▶ Problem details: Using the records below, give the number of lines where the word "Option" appears, with no further output.

▶ Extracted material:
○ ○ ○ ○ ○ ○ ○
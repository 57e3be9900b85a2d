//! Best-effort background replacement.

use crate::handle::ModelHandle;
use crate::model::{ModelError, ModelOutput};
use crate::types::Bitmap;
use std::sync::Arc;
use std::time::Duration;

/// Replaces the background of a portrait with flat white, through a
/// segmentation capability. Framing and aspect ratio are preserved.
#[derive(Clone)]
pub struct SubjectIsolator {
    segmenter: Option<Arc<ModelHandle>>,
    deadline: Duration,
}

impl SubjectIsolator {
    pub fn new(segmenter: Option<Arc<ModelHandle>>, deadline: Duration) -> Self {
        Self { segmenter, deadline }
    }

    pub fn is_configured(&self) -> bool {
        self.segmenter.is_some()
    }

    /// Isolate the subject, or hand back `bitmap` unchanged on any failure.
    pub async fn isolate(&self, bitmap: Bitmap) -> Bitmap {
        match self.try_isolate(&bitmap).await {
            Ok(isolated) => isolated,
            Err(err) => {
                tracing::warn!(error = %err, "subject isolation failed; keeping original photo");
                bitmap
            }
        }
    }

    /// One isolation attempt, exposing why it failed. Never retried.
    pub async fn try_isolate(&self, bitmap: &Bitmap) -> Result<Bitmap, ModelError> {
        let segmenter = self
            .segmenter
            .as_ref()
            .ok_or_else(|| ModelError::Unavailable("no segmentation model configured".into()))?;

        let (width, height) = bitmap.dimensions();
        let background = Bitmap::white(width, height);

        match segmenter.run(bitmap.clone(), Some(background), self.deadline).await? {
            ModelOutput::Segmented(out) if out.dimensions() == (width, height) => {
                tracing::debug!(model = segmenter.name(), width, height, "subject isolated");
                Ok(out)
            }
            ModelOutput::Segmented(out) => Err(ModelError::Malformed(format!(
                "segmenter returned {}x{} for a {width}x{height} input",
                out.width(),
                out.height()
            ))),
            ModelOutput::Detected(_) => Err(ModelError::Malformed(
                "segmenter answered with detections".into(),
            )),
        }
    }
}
○ ○ ○ ○ ○ ○ ○
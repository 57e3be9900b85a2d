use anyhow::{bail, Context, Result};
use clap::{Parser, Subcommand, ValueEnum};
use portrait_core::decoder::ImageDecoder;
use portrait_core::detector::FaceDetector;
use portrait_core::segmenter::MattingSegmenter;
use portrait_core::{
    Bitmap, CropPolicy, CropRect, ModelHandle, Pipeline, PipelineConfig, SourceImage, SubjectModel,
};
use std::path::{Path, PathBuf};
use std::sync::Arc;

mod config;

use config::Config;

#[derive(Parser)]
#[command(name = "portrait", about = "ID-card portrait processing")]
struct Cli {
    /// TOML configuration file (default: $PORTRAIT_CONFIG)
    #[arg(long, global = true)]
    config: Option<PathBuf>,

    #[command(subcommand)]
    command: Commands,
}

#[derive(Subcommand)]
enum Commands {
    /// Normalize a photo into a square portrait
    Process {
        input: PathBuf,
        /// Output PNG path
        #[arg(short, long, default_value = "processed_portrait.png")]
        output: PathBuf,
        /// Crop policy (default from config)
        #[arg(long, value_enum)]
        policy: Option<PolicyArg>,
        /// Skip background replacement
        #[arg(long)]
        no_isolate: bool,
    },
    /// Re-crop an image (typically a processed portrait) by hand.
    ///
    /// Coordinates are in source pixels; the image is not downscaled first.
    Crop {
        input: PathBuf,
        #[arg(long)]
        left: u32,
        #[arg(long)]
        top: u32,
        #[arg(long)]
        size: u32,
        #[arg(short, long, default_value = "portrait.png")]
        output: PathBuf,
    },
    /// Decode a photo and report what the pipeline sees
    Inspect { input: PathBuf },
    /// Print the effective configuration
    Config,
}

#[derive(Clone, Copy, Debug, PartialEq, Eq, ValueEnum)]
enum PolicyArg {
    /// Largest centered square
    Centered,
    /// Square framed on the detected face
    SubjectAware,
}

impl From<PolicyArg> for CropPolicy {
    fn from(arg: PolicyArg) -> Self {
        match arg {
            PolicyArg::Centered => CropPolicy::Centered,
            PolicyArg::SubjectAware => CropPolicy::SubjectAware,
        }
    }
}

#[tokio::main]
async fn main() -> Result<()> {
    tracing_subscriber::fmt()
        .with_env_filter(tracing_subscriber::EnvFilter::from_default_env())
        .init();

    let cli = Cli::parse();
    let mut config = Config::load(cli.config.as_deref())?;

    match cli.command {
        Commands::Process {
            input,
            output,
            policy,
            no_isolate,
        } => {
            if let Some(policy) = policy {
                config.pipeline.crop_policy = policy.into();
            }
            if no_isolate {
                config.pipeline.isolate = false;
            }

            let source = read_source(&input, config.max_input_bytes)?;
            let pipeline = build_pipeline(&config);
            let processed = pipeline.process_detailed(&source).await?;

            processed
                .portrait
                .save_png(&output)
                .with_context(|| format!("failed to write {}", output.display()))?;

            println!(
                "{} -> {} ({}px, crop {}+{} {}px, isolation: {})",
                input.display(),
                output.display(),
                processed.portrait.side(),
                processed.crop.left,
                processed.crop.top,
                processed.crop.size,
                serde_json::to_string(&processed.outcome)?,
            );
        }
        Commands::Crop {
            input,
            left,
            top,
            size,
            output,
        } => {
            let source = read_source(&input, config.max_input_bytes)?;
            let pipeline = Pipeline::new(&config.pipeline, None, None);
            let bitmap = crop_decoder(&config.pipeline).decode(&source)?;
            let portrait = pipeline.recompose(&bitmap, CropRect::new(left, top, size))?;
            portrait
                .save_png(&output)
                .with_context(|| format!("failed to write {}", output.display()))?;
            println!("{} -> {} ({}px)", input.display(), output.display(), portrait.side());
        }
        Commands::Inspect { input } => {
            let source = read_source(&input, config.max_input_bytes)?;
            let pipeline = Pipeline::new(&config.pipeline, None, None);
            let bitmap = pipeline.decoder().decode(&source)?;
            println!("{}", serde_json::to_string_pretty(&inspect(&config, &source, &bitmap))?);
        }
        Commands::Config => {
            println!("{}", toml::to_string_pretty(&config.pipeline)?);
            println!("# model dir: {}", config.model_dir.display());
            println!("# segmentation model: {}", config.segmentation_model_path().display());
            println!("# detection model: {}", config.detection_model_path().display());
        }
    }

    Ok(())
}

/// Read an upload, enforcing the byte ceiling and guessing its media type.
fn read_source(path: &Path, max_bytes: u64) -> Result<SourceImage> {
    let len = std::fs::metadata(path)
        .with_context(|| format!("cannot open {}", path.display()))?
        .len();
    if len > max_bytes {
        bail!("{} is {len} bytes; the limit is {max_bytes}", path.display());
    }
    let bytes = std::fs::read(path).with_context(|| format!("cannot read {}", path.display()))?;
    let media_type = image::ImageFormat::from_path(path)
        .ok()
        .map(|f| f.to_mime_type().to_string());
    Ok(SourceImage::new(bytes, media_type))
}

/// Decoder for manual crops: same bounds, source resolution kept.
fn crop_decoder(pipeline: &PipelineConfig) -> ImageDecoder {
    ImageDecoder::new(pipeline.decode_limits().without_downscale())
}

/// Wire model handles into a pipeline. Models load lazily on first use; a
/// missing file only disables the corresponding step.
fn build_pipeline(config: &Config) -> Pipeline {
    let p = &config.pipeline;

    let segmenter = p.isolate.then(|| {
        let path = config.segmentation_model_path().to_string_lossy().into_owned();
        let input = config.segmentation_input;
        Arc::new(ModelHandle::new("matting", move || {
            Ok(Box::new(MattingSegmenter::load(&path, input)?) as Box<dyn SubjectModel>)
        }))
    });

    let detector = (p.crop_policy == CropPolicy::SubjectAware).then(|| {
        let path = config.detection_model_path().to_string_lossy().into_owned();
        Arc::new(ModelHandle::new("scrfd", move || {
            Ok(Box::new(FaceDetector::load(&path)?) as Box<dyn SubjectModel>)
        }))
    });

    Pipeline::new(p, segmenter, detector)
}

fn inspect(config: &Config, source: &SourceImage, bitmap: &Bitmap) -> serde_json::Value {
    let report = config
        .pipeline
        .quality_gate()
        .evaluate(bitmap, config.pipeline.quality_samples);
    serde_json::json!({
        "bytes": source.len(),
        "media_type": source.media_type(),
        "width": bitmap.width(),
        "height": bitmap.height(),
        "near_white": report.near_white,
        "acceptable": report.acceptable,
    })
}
○ ○ ○ ○ ○ ○ ○
▶ Response to this task: 4